_INFORMATION PROVIDED_.
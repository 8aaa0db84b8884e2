use thiserror::Error;

#[derive(Error, Debug)]
pub enum FixtureError {
    #[error("Unknown attribute '{attribute}' for {entity}")]
    UnknownAttribute { entity: String, attribute: String },

    #[error("Cannot construct {entity}: {message}")]
    TypeMismatch { entity: String, message: String },

    #[error("Unknown scenario: {name}")]
    UnknownScenario { name: String },

    #[error("Scenario '{scenario}' failed: {source}")]
    ScenarioFailed {
        scenario: String,
        #[source]
        source: Box<FixtureError>,
    },

    #[error("Cannot write {path}: {source}")]
    WriteFailed {
        path: String,
        #[source]
        source: std::io::Error,
    },

    #[error("IO error: {0}")]
    IoError(#[from] std::io::Error),

    #[error("YAML error: {0}")]
    YamlError(#[from] serde_yaml::Error),

    #[error("Serialization error: {0}")]
    SerializationError(#[from] serde_json::Error),

    #[error("Configuration error: {message}")]
    ConfigError { message: String },

    #[error("Configuration error in '{field}': {message}")]
    ConfigValidationError { field: String, message: String },

    #[error("Invalid value '{value}' for '{field}': {reason}")]
    InvalidConfigValueError {
        field: String,
        value: String,
        reason: String,
    },
}

#[derive(Debug, Clone, Copy, PartialEq, Eq)]
pub enum ErrorCategory {
    /// An override named an attribute the entity does not have.
    Protocol,
    /// Computed attributes could not build the concrete entity.
    Construction,
    Io,
    Configuration,
    Scenario,
}

impl FixtureError {
    pub fn category(&self) -> ErrorCategory {
        match self {
            FixtureError::UnknownAttribute { .. } => ErrorCategory::Protocol,
            FixtureError::TypeMismatch { .. }
            | FixtureError::YamlError(_)
            | FixtureError::SerializationError(_) => ErrorCategory::Construction,
            FixtureError::WriteFailed { .. } | FixtureError::IoError(_) => ErrorCategory::Io,
            FixtureError::UnknownScenario { .. }
            | FixtureError::ConfigError { .. }
            | FixtureError::ConfigValidationError { .. }
            | FixtureError::InvalidConfigValueError { .. } => ErrorCategory::Configuration,
            FixtureError::ScenarioFailed { .. } => ErrorCategory::Scenario,
        }
    }

    /// Wraps an error with the name of the scenario it aborted.
    pub fn in_scenario(self, scenario: impl Into<String>) -> Self {
        FixtureError::ScenarioFailed {
            scenario: scenario.into(),
            source: Box::new(self),
        }
    }
}

pub type Result<T> = std::result::Result<T, FixtureError>;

_EXERCISE OBJECTIVE_. Every entry is to be returned exactly, with nothing dropped.

_OUTPUT_.
repository 8aaa0db84b8884e2
use thiserror::Error;

#[derive(Error, Debug)]
pub enum FixtureError {
    #[error("Unknown attribute '{attribute}' for {entity}")]
    UnknownAttribute { entity: String, attribute: String },

    #[error("Cannot construct {entity}: {message}")]
    TypeMismatch { entity: String, message: String },

    #[error("Unknown scenario: {name}")]
    UnknownScenario { name: String },

    #[error("Scenario '{scenario}' failed: {source}")]
    ScenarioFailed {
        scenario: String,
        #[source]
        source: Box<FixtureError>,
    },

    #[error("Cannot write {path}: {source}")]
    WriteFailed {
        path: String,
        #[source]
        source: std::io::Error,
    },

    #[error("IO error: {0}")]
    IoError(#[from] std::io::Error),

    #[error("YAML error: {0}")]
    YamlError(#[from] serde_yaml::Error),

    #[error("Serialization error: {0}")]
    SerializationError(#[from] serde_json::Error),

    #[error("Configuration error: {message}")]
    ConfigError { message: String },

    #[error("Configuration error in '{field}': {message}")]
    ConfigValidationError { field: String, message: String },

    #[error("Invalid value '{value}' for '{field}': {reason}")]
    InvalidConfigValueError {
        field: String,
        value: String,
        reason: String,
    },
}

#[derive(Debug, Clone, Copy, PartialEq, Eq)]
pub enum ErrorCategory {
    /// An override named an attribute the entity does not have.
    Protocol,
    /// Computed attributes could not build the concrete entity.
    Construction,
    Io,
    Configuration,
    Scenario,
}

impl FixtureError {
    pub fn category(&self) -> ErrorCategory {
        match self {
            FixtureError::UnknownAttribute { .. } => ErrorCategory::Protocol,
            FixtureError::TypeMismatch { .. }
            | FixtureError::YamlError(_)
            | FixtureError::SerializationError(_) => ErrorCategory::Construction,
            FixtureError::WriteFailed { .. } | FixtureError::IoError(_) => ErrorCategory::Io,
            FixtureError::UnknownScenario { .. }
            | FixtureError::ConfigError { .. }
            | FixtureError::ConfigValidationError { .. }
            | FixtureError::InvalidConfigValueError { .. } => ErrorCategory::Configuration,
            FixtureError::ScenarioFailed { .. } => ErrorCategory::Scenario,
        }
    }

    /// Wraps an error with the name of the scenario it aborted.
    pub fn in_scenario(self, scenario: impl Into<String>) -> Self {
        FixtureError::ScenarioFailed {
            scenario: scenario.into(),
            source: Box::new(self),
        }
    }
}

pub type Result<T> = std::result::Result<T, FixtureError>;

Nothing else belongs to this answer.